Nabestaanden zijn bang nooit achter de precieze oorzaak van de crash te komen en vrezen volgens het AD bovendien nooit meer schade te kunnen verhalen op luchtvaartmaatschappij Afriqiyah Airways, dat in handen is van de Libische overheid.
Door het vliegtuigongeluk in Tripoli kwamen op 12 mei vorig jaar 70 Nederlanders om het leven. In totaal overleden 103 van de 104 inzittenden, een 9-jarige Nederlandse jongen overleefde de ramp als enige.
Ongewis
“Ik vermoed dat het onderzoek volledig stilligt”, zegt advocaat Sander de Lang die nabestaanden vertegenwoordigt tegen het AD. Omdat de toekomst van de luchtvaartmaatschappij door de opstanden tegen het regime van de Libische leider Muammar Kaddafi ongewis is, gaan advocaten nu proberen schade te verhalen op de verzekeraar van Afriqiyah Airways en de reisorganisaties Kras en Stip.
Advocaat Maartje van den Steenhoven: “Als Afriqiyah het loodje legt, kunnen we nabestaanden via de verzekeraar in elk geval zekerheid bieden.
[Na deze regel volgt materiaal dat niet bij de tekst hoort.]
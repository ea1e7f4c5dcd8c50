//! Non-mutating edit operations over a manifest.
//!
//! Every operation takes the input by reference, clones it, and edits the
//! clone. The input record, including its nested dependency maps, is never
//! altered in place; callers can keep old records around as history.

use crate::manifest::Manifest;
use crate::schema::{DependencyGroup, DEFAULT_VERSION};
use serde_json::{Map, Value};
use std::fmt;
use std::str::FromStr;

/// Which of the three leading version components a bump increments.
#[derive(Debug, Clone, Copy, PartialEq, Eq)]
pub enum ReleaseKind {
    Major,
    Minor,
    Patch,
}

impl ReleaseKind {
    pub fn as_str(self) -> &'static str {
        match self {
            Self::Major => "major",
            Self::Minor => "minor",
            Self::Patch => "patch",
        }
    }
}

impl fmt::Display for ReleaseKind {
    fn fmt(&self, f: &mut fmt::Formatter<'_>) -> fmt::Result {
        f.write_str(self.as_str())
    }
}

impl FromStr for ReleaseKind {
    type Err = String;

    fn from_str(s: &str) -> Result<Self, Self::Err> {
        match s {
            "major" => Ok(Self::Major),
            "minor" => Ok(Self::Minor),
            "patch" => Ok(Self::Patch),
            other => Err(format!(
                "unknown release kind '{other}' (expected: major, minor, patch)"
            )),
        }
    }
}

fn object_entry<'a>(manifest: &'a mut Manifest, field: &str) -> &'a mut Map<String, Value> {
    let slot = manifest
        .as_map_mut()
        .entry(field.to_owned())
        .or_insert_with(|| Value::Object(Map::new()));
    if !slot.is_object() {
        // a non-object under a mapping field is out of model; start fresh
        *slot = Value::Object(Map::new());
    }
    slot.as_object_mut().expect("slot was just made an object")
}

/// Insert or overwrite a dependency entry, creating the group if absent.
pub fn add_dependency(
    manifest: &Manifest,
    name: &str,
    range: &str,
    group: DependencyGroup,
) -> Manifest {
    let mut result = manifest.clone();
    object_entry(&mut result, group.as_str())
        .insert(name.to_owned(), Value::String(range.to_owned()));
    result
}

/// Remove a dependency from one group, or from all four when `group` is `None`.
pub fn remove_dependency(
    manifest: &Manifest,
    name: &str,
    group: Option<DependencyGroup>,
) -> Manifest {
    let mut result = manifest.clone();
    let groups: &[DependencyGroup] = match group {
        Some(ref g) => std::slice::from_ref(g),
        None => &DependencyGroup::ALL,
    };
    for g in groups {
        if let Some(Value::Object(deps)) = result.as_map_mut().get_mut(g.as_str()) {
            deps.shift_remove(name);
        }
    }
    result
}

/// Rewrite the version range in every group that already contains `name`.
/// No-op when `name` is absent everywhere.
pub fn update_dependency_version(manifest: &Manifest, name: &str, range: &str) -> Manifest {
    let mut result = manifest.clone();
    for group in DependencyGroup::ALL {
        if let Some(Value::Object(deps)) = result.as_map_mut().get_mut(group.as_str()) {
            if deps.contains_key(name) {
                deps.insert(name.to_owned(), Value::String(range.to_owned()));
            }
        }
    }
    result
}

/// Insert or overwrite a script entry, creating `scripts` if absent.
pub fn add_script(manifest: &Manifest, name: &str, command: &str) -> Manifest {
    let mut result = manifest.clone();
    object_entry(&mut result, "scripts")
        .insert(name.to_owned(), Value::String(command.to_owned()));
    result
}

pub fn remove_script(manifest: &Manifest, name: &str) -> Manifest {
    let mut result = manifest.clone();
    if let Some(Value::Object(scripts)) = result.as_map_mut().get_mut("scripts") {
        scripts.shift_remove(name);
    }
    result
}

/// Batch [`add_dependency`]; entries apply left to right.
pub fn add_dependencies(
    manifest: &Manifest,
    entries: &[(&str, &str)],
    group: DependencyGroup,
) -> Manifest {
    let mut result = manifest.clone();
    for (name, range) in entries {
        result = add_dependency(&result, name, range, group);
    }
    result
}

/// Batch [`remove_dependency`]; names apply left to right.
pub fn remove_dependencies(
    manifest: &Manifest,
    names: &[&str],
    group: Option<DependencyGroup>,
) -> Manifest {
    let mut result = manifest.clone();
    for name in names {
        result = remove_dependency(&result, name, group);
    }
    result
}

/// Set an arbitrary top-level field.
pub fn set_field(manifest: &Manifest, field: &str, value: Value) -> Manifest {
    let mut result = manifest.clone();
    result.insert(field, value);
    result
}

/// Delete an arbitrary top-level field.
pub fn remove_field(manifest: &Manifest, field: &str) -> Manifest {
    let mut result = manifest.clone();
    result.remove(field);
    result
}

/// Union keywords into the `keywords` list, preserving insertion order and
/// skipping duplicates.
pub fn add_keywords(manifest: &Manifest, keywords: &[&str]) -> Manifest {
    let mut result = manifest.clone();
    let slot = result
        .as_map_mut()
        .entry("keywords".to_owned())
        .or_insert_with(|| Value::Array(Vec::new()));
    if !slot.is_array() {
        *slot = Value::Array(Vec::new());
    }
    let list = slot.as_array_mut().expect("slot was just made an array");
    for keyword in keywords {
        if !list.iter().any(|v| v.as_str() == Some(keyword)) {
            list.push(Value::String((*keyword).to_owned()));
        }
    }
    result
}

/// Drop the given keywords from the `keywords` list, keeping the rest in order.
pub fn remove_keywords(manifest: &Manifest, keywords: &[&str]) -> Manifest {
    let mut result = manifest.clone();
    if let Some(Value::Array(list)) = result.as_map_mut().get_mut("keywords") {
        list.retain(|v| !matches!(v.as_str(), Some(s) if keywords.contains(&s)));
    }
    result
}

/// Increment the version according to `kind`.
///
/// `major` bumps the first component and zeroes the other two, `minor` bumps
/// the second and zeroes the third, `patch` bumps the third. Only the three
/// leading numeric components participate; a pre-release or build suffix is
/// dropped. An absent or unparsable version resets to `"0.1.0"` rather than
/// failing.
pub fn bump_version(manifest: &Manifest, kind: ReleaseKind) -> Manifest {
    let mut result = manifest.clone();
    let next = match result.version().and_then(version_triple) {
        Some((major, minor, patch)) => match kind {
            ReleaseKind::Major => format!("{}.0.0", major + 1),
            ReleaseKind::Minor => format!("{major}.{}.0", minor + 1),
            ReleaseKind::Patch => format!("{major}.{minor}.{}", patch + 1),
        },
        None => DEFAULT_VERSION.to_owned(),
    };
    result.insert("version", Value::String(next));
    result
}

fn version_triple(version: &str) -> Option<(u64, u64, u64)> {
    let core = version.split(['-', '+']).next().unwrap_or(version);
    let mut parts = core.splitn(3, '.');
    let major = parts.next()?.parse().ok()?;
    let minor = parts.next()?.parse().ok()?;
    let patch = parts.next()?.parse().ok()?;
    Some((major, minor, patch))
}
Het ministerie van Buitenlandse Zaken zegt in een reactie zich de zorgen goed voor te kunnen stellen. De enige informatie die het ministerie momenteel vanuit Libië heeft gekregen is de mededeling dat “het onderzoek nog niet is afgerond”.
Betogingen
In navolging van opstanden in Tunesië en Egypte, waar de presidenten na wekenlange betogingen zijn opgestapt, brak ook in Libië half februari hevige onrust uit. De protesten tegen de zittende leider Kaddafi gaan er zeer gewelddadig aan toe. Berichten over dodentallen wisselen, maar duidelijk is dat er zeker meer dan duizend dodelijke slachtoffers zijn gevallen.